Intelligence économique

16 recommandations pour accompagner le changement

,LE MATIN
24 Juin 2013
Intelligence-economique.jpg Abdelmalek Alaoui, président de l’AMIE. Ph. Seddik

L’Association marocaine d’intelligence économique a présenté hier sa feuille de route. Tout un programme.

«L’intelligence économique a un rôle déterminant à jouer au Maroc, à l’instar de certains pays qui l’ont adoptée comme matrice structurelle de leur développement économique». C’est en ces termes qu’Abdelmalek Alaoui annonce la couleur, dès le préambule, de la «Feuille de route pour une démarche nationale d’intelligence économique». Très attendu, le document a été présenté hier à Casablanca par le président de l’Association marocaine d’intelligence économique, par ailleurs associé gérant du cabinet Global Intelligence Partners.

Devant un parterre nombreux d’analystes, décideurs et chercheurs, l’expert a développé les grandes lignes des recommandations sur lesquelles son think tank a travaillé au cours des derniers mois, proposées comme autant de clés pour comprendre les enjeux et décrypter les mutations que vit la société au Maroc.
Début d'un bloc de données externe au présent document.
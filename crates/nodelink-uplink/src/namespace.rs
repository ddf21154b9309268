//! Namespace ids.
//!
//! A session's namespace id is its account name right-padded with `#` to
//! 16 characters followed by its session qualifier right-padded to 8. All
//! namespace ids therefore have the same length, and as `#` may not occur
//! inside either part, no namespace id is a prefix of another. Destination
//! ids published by a session start with its namespace id.

use crate::protocol::{
    ACCOUNT_NAME_SIGNIFICANT_CHARACTERS, DESTINATION_ID_PREFIX_LENGTH,
    DESTINATION_ID_PREFIX_PADDING_CHARACTER, SESSION_QUALIFIER_DEFAULT,
    SESSION_QUALIFIER_SIGNIFICANT_CHARACTERS,
};
use thiserror::Error;
use tracing::{debug, warn};

/// Why a namespace id could not be derived.
#[derive(Debug, Clone, PartialEq, Eq, Error)]
pub enum NamespaceError {
    #[error("Missing account name")]
    EmptyAccountName,
    #[error(
        "The {field} '{value}' contains the reserved character '{pad}'",
        pad = DESTINATION_ID_PREFIX_PADDING_CHARACTER
    )]
    ReservedCharacter { field: &'static str, value: String },
}

fn truncate_chars(value: &str, max: usize) -> &str {
    match value.char_indices().nth(max) {
        Some((index, _)) => &value[..index],
        None => value,
    }
}

fn right_pad(value: &str, width: usize) -> String {
    let mut padded = value.to_string();
    let count = value.chars().count();
    padded.extend(std::iter::repeat(DESTINATION_ID_PREFIX_PADDING_CHARACTER).take(width.saturating_sub(count)));
    padded
}

fn check_reserved(field: &'static str, value: &str) -> Result<(), NamespaceError> {
    if value.contains(DESTINATION_ID_PREFIX_PADDING_CHARACTER) {
        return Err(NamespaceError::ReservedCharacter {
            field,
            value: value.to_string(),
        });
    }
    Ok(())
}

/// The account name as used for the namespace id.
pub fn effective_account_name(login_account_name: &str) -> Result<String, NamespaceError> {
    if login_account_name.is_empty() {
        return Err(NamespaceError::EmptyAccountName);
    }
    check_reserved("account name", login_account_name)?;
    let truncated = truncate_chars(login_account_name, ACCOUNT_NAME_SIGNIFICANT_CHARACTERS);
    if truncated.len() != login_account_name.len() {
        warn!(
            account = login_account_name,
            used = truncated,
            "Uplink: only the first {ACCOUNT_NAME_SIGNIFICANT_CHARACTERS} characters of the login name identify the client"
        );
    }
    Ok(truncated.to_string())
}

/// The client's session qualifier as used for the namespace id.
pub fn effective_session_qualifier(qualifier: Option<&str>) -> Result<String, NamespaceError> {
    let qualifier = match qualifier {
        Some(q) if !q.is_empty() => q,
        _ => {
            debug!("Uplink: empty client id, using '{SESSION_QUALIFIER_DEFAULT}'");
            SESSION_QUALIFIER_DEFAULT
        }
    };
    check_reserved("client id", qualifier)?;
    let truncated = truncate_chars(qualifier, SESSION_QUALIFIER_SIGNIFICANT_CHARACTERS);
    if truncated.len() != qualifier.len() {
        warn!(
            client_id = qualifier,
            used = truncated,
            "Uplink: truncating client id to {SESSION_QUALIFIER_SIGNIFICANT_CHARACTERS} characters"
        );
    }
    Ok(truncated.to_string())
}

/// Join already validated parts into a namespace id.
pub fn derive_namespace_id(account_name: &str, session_qualifier: &str) -> String {
    let id = right_pad(account_name, ACCOUNT_NAME_SIGNIFICANT_CHARACTERS)
        + &right_pad(session_qualifier, SESSION_QUALIFIER_SIGNIFICANT_CHARACTERS);
    debug_assert_eq!(id.chars().count(), DESTINATION_ID_PREFIX_LENGTH);
    id
}

/// Validate, truncate and join in one step.
pub fn namespace_id_for(
    login_account_name: &str,
    session_qualifier: Option<&str>,
) -> Result<String, NamespaceError> {
    let account = effective_account_name(login_account_name)?;
    let qualifier = effective_session_qualifier(session_qualifier)?;
    Ok(derive_namespace_id(&account, &qualifier))
}

/// Whether `destination_id` belongs to the session owning `namespace_id`.
pub fn owns_destination(namespace_id: &str, destination_id: &str) -> bool {
    destination_id.starts_with(namespace_id)
}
Économiquement certes, mais aussi politiquement et culturellement, le tout est sur fond de défis posés par la mondialisation.
Pour Abdelmalek Alaoui, la feuille de route pour anticiper les changements en cours et à venir tient en seize propositions primordiales :
• Favoriser l’intégration numérique des acteurs de veille nationale.
• Conditionner graduellement l’attribution des budgets à la mise en ligne des études, analyses et prestations intellectuelles.
• Structurer un plan national de veille stratégique pour les acteurs existants.
• Lancer une mission de réflexion indépendante visant à déterminer l’image réelle du Maroc.
• Mettre en cohérence les dispositifs de collecte d’information avec les dynamiques linguistiques mondiales.
• Créer une chaire d’analyse stratégique transversale d’intelligence économique.
• Rééquilibrer les cellules de veille existantes au plan national entre veilleurs et analystes.
• Créer un poste de chargé d’intelligence au sein de chaque cabinet ministériel.
• Organiser les chargés de veille publics et privés autour d’une logique de réseau.
• Effectuer un diagnostic des pratiques liées à l’intelligence économique au sein des PME.
• Créer une agence nationale de la cybersécurité.
• Créer une habilitation «défense» et «secret défense» pour les prestataires nationaux en intelligence économique.
• Créer une filière nationale de recherche sur l’intelligence économique, la guerre commerciale et la cybersécurité.
• Lancer une mission indépendante permettant de cerner l’image du Maroc dans le monde.
• Créer une «task force» indépendante de communication politique et publique du Maroc à l’international.
• Réserver 10% de la publicité des annonceurs à la presse électronique.
Nous reviendrons en détail sur ce dossier, dans une prochaine édition.